- _Task to complete_: Count how many lines of the data include the string "Scalar", then say that number and stop.

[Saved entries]
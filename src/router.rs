use axum::http::{HeaderValue, Method};
use axum::routing::get;
use axum::{Json, Router, middleware};
use serde_json::json;
use tower_http::cors::CorsLayer;
use utoipa::OpenApi;
use utoipa_scalar::{Scalar, Servable as _};
use utoipa_swagger_ui::SwaggerUi;

use crate::docs::ApiDoc;
use crate::logging::logging_middleware;
use crate::middleware::gate::authorize_request;
use crate::middleware::role::{require_admin, require_staff};
use crate::modules::applications::router::init_applications_router;
use crate::modules::auth::router::init_auth_router;
use crate::modules::dashboard::router::init_dashboard_router;
use crate::modules::scholarships::router::init_scholarships_router;
use crate::modules::students::router::init_students_router;
use crate::modules::users::router::init_users_router;
use crate::state::AppState;

pub fn init_router(state: AppState) -> Router {
    Router::new()
        .merge(SwaggerUi::new("/swagger-ui").url("/api-docs/openapi.json", ApiDoc::openapi()))
        .merge(Scalar::with_url("/scalar", ApiDoc::openapi()))
        .route("/health", get(health))
        .nest(
            "/api",
            Router::new()
                .nest("/auth", init_auth_router())
                .nest(
                    "/users",
                    init_users_router().route_layer(middleware::from_fn(require_admin)),
                )
                .nest(
                    "/students",
                    init_students_router().route_layer(middleware::from_fn(require_staff)),
                )
                .nest("/scholarships", init_scholarships_router())
                .nest("/applications", init_applications_router())
                .nest(
                    "/dashboard",
                    init_dashboard_router().route_layer(middleware::from_fn(require_staff)),
                ),
        )
        .with_state(state.clone())
        // The authorization gate wraps every route, docs included; public
        // paths are decided by the route table, not by router placement.
        .layer(middleware::from_fn_with_state(
            state.clone(),
            authorize_request,
        ))
        .layer({
            let allowed_origins: Vec<HeaderValue> = state
                .cors_config
                .allowed_origins
                .iter()
                .filter_map(|origin| origin.parse().ok())
                .collect();

            CorsLayer::new()
                .allow_origin(allowed_origins)
                .allow_methods([
                    Method::GET,
                    Method::POST,
                    Method::PUT,
                    Method::PATCH,
                    Method::DELETE,
                    Method::OPTIONS,
                ])
                .allow_headers([
                    axum::http::header::CONTENT_TYPE,
                    axum::http::header::ACCEPT,
                ])
                .allow_credentials(true)
        })
        .layer(middleware::from_fn(logging_middleware))
}

async fn health() -> Json<serde_json::Value> {
    Json(json!({"status": "ok"}))
}
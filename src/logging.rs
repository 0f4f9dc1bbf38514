use axum::{
    extract::{MatchedPath, Request},
    middleware::Next,
    response::Response,
};
use std::time::Instant;
use tracing::{error, info, warn};

/// Per-request logging: one line in, one line out, leveled by status tier.
pub async fn logging_middleware(req: Request, next: Next) -> Response {
    let start = Instant::now();
    let method = req.method().clone();
    let uri = req.uri().clone();
    let matched_path = req
        .extensions()
        .get::<MatchedPath>()
        .map(|p| p.as_str().to_string())
        .unwrap_or_else(|| uri.path().to_string());

    let request_id = uuid::Uuid::new_v4().to_string();

    info!(
        request_id = %request_id,
        method = %method,
        path = %matched_path,
        "Incoming request"
    );

    let response = next.run(req).await;
    let latency = start.elapsed();
    let status = response.status();

    match status.as_u16() {
        400..=499 => {
            warn!(
                request_id = %request_id,
                method = %method,
                path = %matched_path,
                status = %status.as_u16(),
                latency_ms = %latency.as_millis(),
                "Client error"
            );
        }
        500..=599 => {
            error!(
                request_id = %request_id,
                method = %method,
                path = %matched_path,
                status = %status.as_u16(),
                latency_ms = %latency.as_millis(),
                "Server error"
            );
        }
        _ => {
            info!(
                request_id = %request_id,
                method = %method,
                path = %matched_path,
                status = %status.as_u16(),
                latency_ms = %latency.as_millis(),
                "Request completed"
            );
        }
    }

    response
}
pub mod errors;
pub mod jwt;
pub mod password;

- _Output of the exercise_: 2